Una bella anécdota ilustra la concepción de cine que alienta el trabajo del autor. Cuenta que un amigo lo invitó a ver una película, se trataba de algo sobre homosexuales. Era el año 2005, tenía diecisiete años y aún no había manifestado su orientación sexual en público. En la sala de proyección hubo algo en aquellas imágenes que lo interpeló a querer vivir entre sus texturas. Escribe: “un descenso por los sótanos daba lugar al éxtasis, y la vuelta a la superficie desprendía caminatas placenteras por la ciudad que me ubicaban allí, errante, perdiéndome entre luces irisdiscentes. Me sorprendió una manera de mostrar las cosas: los encuentros entre los personajes no presentaban ninguna culpa, sino que eran vividos desde el goce como invitaciones a experiencias nuevas. Las palabras del narrador acompañaban un proceso de exploración que me dio ánimos para salir y compartir con otros lo que me pasaba. Un año sin amor (2005), de Anahí Berneri, puso en escena ante mis ojos la fricción entre la asunción de la propia sexualidad y la falta de entendimiento del entorno familiar. Ese modo de construir la circulación del deseo entre los cuerpos fue para mí la llave a una afirmación sobre mi propia subjetividad, la apertura de una manera distinta para pensarme”.

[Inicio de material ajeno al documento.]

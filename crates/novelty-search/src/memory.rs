use std::collections::{HashMap, HashSet};
use std::sync::RwLock;

use novelty_types::Digest;

use crate::error::{ExternalError, ExternalResult, Stage};
use crate::template::RepositorySnapshot;
use crate::traits::{Checkout, Digester, ObjectWriter, RepositoryState};

/// In-memory repository over a fixed snapshot.
///
/// Intended for tests and embedding. Written objects are keyed by the id the
/// digester assigns them, so writes re-hash exactly the way the search did.
/// Individual stages can be made to fail with [`fail_at`](Self::fail_at).
pub struct InMemoryRepository<D: Digester> {
    snapshot: RepositorySnapshot,
    digester: D,
    objects: RwLock<HashMap<Digest, Vec<u8>>>,
    head: RwLock<Option<Digest>>,
    failing: RwLock<HashSet<Stage>>,
}

impl<D: Digester> InMemoryRepository<D> {
    /// Create a repository whose `HEAD` is the snapshot's parent.
    pub fn new(snapshot: RepositorySnapshot, digester: D) -> Self {
        let head = snapshot.parent;
        Self {
            snapshot,
            digester,
            objects: RwLock::new(HashMap::new()),
            head: RwLock::new(head),
            failing: RwLock::new(HashSet::new()),
        }
    }

    /// Make every later call that reaches `stage` fail.
    pub fn fail_at(&self, stage: Stage) {
        self.failing.write().expect("lock poisoned").insert(stage);
    }

    /// The commit `HEAD` currently points at.
    pub fn head(&self) -> Option<Digest> {
        *self.head.read().expect("lock poisoned")
    }

    /// Read back a written object.
    pub fn read(&self, id: &Digest) -> Option<Vec<u8>> {
        self.objects.read().expect("lock poisoned").get(id).cloned()
    }

    /// Number of written objects.
    pub fn len(&self) -> usize {
        self.objects.read().expect("lock poisoned").len()
    }

    /// Returns `true` if nothing has been written.
    pub fn is_empty(&self) -> bool {
        self.objects.read().expect("lock poisoned").is_empty()
    }

    fn check(&self, stage: Stage) -> ExternalResult<()> {
        if self.failing.read().expect("lock poisoned").contains(&stage) {
            return Err(ExternalError::new(stage, "injected failure"));
        }
        Ok(())
    }
}

impl<D: Digester> RepositoryState for InMemoryRepository<D> {
    fn snapshot(&self) -> ExternalResult<RepositorySnapshot> {
        self.check(Stage::Identity)?;
        self.check(Stage::Tree)?;
        self.check(Stage::Head)?;
        let mut snapshot = self.snapshot.clone();
        snapshot.parent = self.head();
        Ok(snapshot)
    }
}

impl<D: Digester> ObjectWriter for InMemoryRepository<D> {
    fn write_commit(&self, payload: &[u8]) -> ExternalResult<Digest> {
        self.check(Stage::Write)?;
        let id = self
            .digester
            .digest(payload)
            .map_err(|e| ExternalError::new(Stage::Write, e.message))?;
        self.objects
            .write()
            .expect("lock poisoned")
            .entry(id)
            .or_insert_with(|| payload.to_vec());
        Ok(id)
    }
}

impl<D: Digester> Checkout for InMemoryRepository<D> {
    fn reset_to(&self, id: &Digest) -> ExternalResult<()> {
        self.check(Stage::Checkout)?;
        if !self.objects.read().expect("lock poisoned").contains_key(id) {
            return Err(ExternalError::new(
                Stage::Checkout,
                format!("unknown commit {id}"),
            ));
        }
        *self.head.write().expect("lock poisoned") = Some(*id);
        Ok(())
    }
}

impl<D: Digester> std::fmt::Debug for InMemoryRepository<D> {
    fn fmt(&self, f: &mut std::fmt::Formatter<'_>) -> std::fmt::Result {
        f.debug_struct("InMemoryRepository")
            .field("head", &self.head())
            .field("object_count", &self.len())
            .finish()
    }
}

Justamente, es ese tipo de imágenes afirmativas y a contracorriente las que Martinelli va a buscar en las películas que nos presenta en el libro, con la expectativa de que puedan oficiar como un espejo para lxs habitantes de moralidades sociales minoritarias. Pero para realizar tal tarea es preciso tener una vocación y una convicción: somos lo que hacemos con lo que hicieron de nosotrxs, como pensaba Jean Paul Sartre; una convicción nada fácil de sostener en momentos en que las imágenes de las “víctimas” se llevan puesta la capacidad de rebeldía de lxs sujetxs que padecen los infortunios.

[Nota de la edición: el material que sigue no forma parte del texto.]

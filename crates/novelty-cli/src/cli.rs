use std::path::PathBuf;

use clap::{Args, Parser, Subcommand};

#[derive(Parser)]
#[command(
    name = "novelty",
    about = "Mine git commits whose object id matches a hex pattern",
    version
)]
pub struct Cli {
    #[command(subcommand)]
    pub command: Command,

    #[arg(short, long, global = true)]
    pub verbose: bool,

    #[arg(long, global = true, default_value = "text")]
    pub format: OutputFormat,

    /// TOML file with a `[search]` table and `default_cycle`
    #[arg(long, global = true)]
    pub config: Option<PathBuf>,
}

#[derive(Clone, Debug, clap::ValueEnum)]
pub enum OutputFormat {
    Text,
    Json,
}

#[derive(Subcommand)]
pub enum Command {
    /// Mine a commit of the staged index and move the branch onto it
    Commit(CommitArgs),
    /// Show what a pattern constrains and how long it should take
    Estimate(EstimateArgs),
}

/// Exactly one of `--prefix` / `--repeat` is required. The check is left to
/// pattern resolution so both modes report the same errors.
#[derive(Args, Clone, Debug, Default)]
pub struct PatternArgs {
    /// Hex digits the commit id must start with
    #[arg(short, long)]
    pub prefix: Option<String>,
    /// Hex digits tiled over the whole commit id
    #[arg(short, long)]
    pub repeat: Option<String>,
    /// Period of the repeat pattern (1-39)
    #[arg(short, long)]
    pub cycle: Option<u32>,
}

#[derive(Args)]
pub struct CommitArgs {
    #[arg(short, long)]
    pub message: String,
    #[command(flatten)]
    pub pattern: PatternArgs,
    /// Worker threads (default: one per CPU)
    #[arg(short = 'j', long)]
    pub jobs: Option<usize>,
    #[arg(long)]
    pub max_attempts: Option<u64>,
    #[arg(long)]
    pub report_interval: Option<u64>,
    /// Search only; write nothing and leave the branch alone
    #[arg(long)]
    pub dry_run: bool,
    #[arg(short = 'C', long, default_value = ".")]
    pub repo: PathBuf,
}

#[derive(Args)]
pub struct EstimateArgs {
    #[command(flatten)]
    pub pattern: PatternArgs,
}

Martinelli demuestra (y muy bien) la profundidad de su convicción. En efecto, visto en su conjunto, el libro argumenta desde una matriz de pensamiento que se opone al sentido común de la opresión: incita a ver potencia donde se creía que había inercia, a ver sujetxs que resisten donde se creía que había solo víctimas, e inclusive a ver alianzas entre marginadxs donde sólo se veían sufrimientos solitarios; ese tipo de alianzas que son producto de las famosas “tretas de los débiles” sobre las que Josefina Ludmer escribió hace ya cuarenta años.

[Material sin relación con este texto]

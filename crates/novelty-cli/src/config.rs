use std::path::Path;

use anyhow::Context;
use serde::{Deserialize, Serialize};

use novelty_pattern::DEFAULT_CYCLE;
use novelty_search::SearchConfig;

use crate::cli::CommitArgs;

/// Contents of the optional `--config` file.
///
/// ```toml
/// default_cycle = 4
///
/// [search]
/// workers = 8
/// max_attempts = 100000000
/// report_interval = 500000
/// ```
#[derive(Clone, Debug, PartialEq, Eq, Serialize, Deserialize)]
#[serde(default, deny_unknown_fields)]
pub struct CliConfig {
    pub search: SearchConfig,
    /// Cycle used by `--repeat` when `--cycle` is not given.
    pub default_cycle: u32,
}

impl Default for CliConfig {
    fn default() -> Self {
        Self {
            search: SearchConfig::default(),
            default_cycle: DEFAULT_CYCLE,
        }
    }
}

impl CliConfig {
    /// Load the file at `path`, or the defaults when there is none.
    pub fn load(path: Option<&Path>) -> anyhow::Result<Self> {
        let Some(path) = path else {
            return Ok(Self::default());
        };
        let text = std::fs::read_to_string(path)
            .with_context(|| format!("reading config {}", path.display()))?;
        Self::parse(&text).with_context(|| format!("parsing config {}", path.display()))
    }

    pub fn parse(text: &str) -> anyhow::Result<Self> {
        Ok(toml::from_str(text)?)
    }

    /// The file's search settings with command-line flags laid over them.
    pub fn search_for(&self, args: &CommitArgs) -> SearchConfig {
        let mut search = self.search.clone();
        if let Some(jobs) = args.jobs {
            search.workers = jobs;
        }
        if let Some(max) = args.max_attempts {
            search.max_attempts = Some(max);
        }
        if let Some(interval) = args.report_interval {
            search.report_interval = interval;
        }
        search
    }
}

El análisis de las películas se estructura en base a dos grandes figuraciones simbólicas. La primera es la de la “reclusión”, que el autor divide en la “reclusión sanitaria” (Crónica de un niño solo, 1965 y La Raulito, 1975) y la “reclusión disolutoria” (Habeas Corpus, 1986 y Yo, la peor de todas, 1990). La segunda es la del “extravío”, que incluye como subfiguras lo “migratorio” (Bolivia, 2001 y La león, 2007), el “yire” (Vagón fumador, 2001 y Ronda nocturna, 2005) y lo “criminal” (Vil romance, 2008 y Fango, 2012).
En la primera parte del libro, dedicada a la reclusión, los modos de lo sanitario y de lo disolutorio dan al autor posibilidades de pensar en los imaginarios sociales sobre la sexualidad y el género que podían verse reflejados y transgredidos en los filmes. Para Martinelli, la reclusión sanitaria entendida como el encierro que amolda el cuerpo en aras de una reinserción futura es desobedecida por medio del reconocimiento horizontal que producen los lazos de la amistad.
Allí aparece el niño queer que es violado por otros niños en medio de la naturaleza en Crónica de un niño solo pero, justamente, no aparece solo. Polín, el protagonista de la película, le tiende una mano luego de haber registrado el horror de la escena. Polín, por su parte, ya venía registrando sus propios horrores, los del encierro y la humillación penitenciarias de las cuales la narración no lo libera.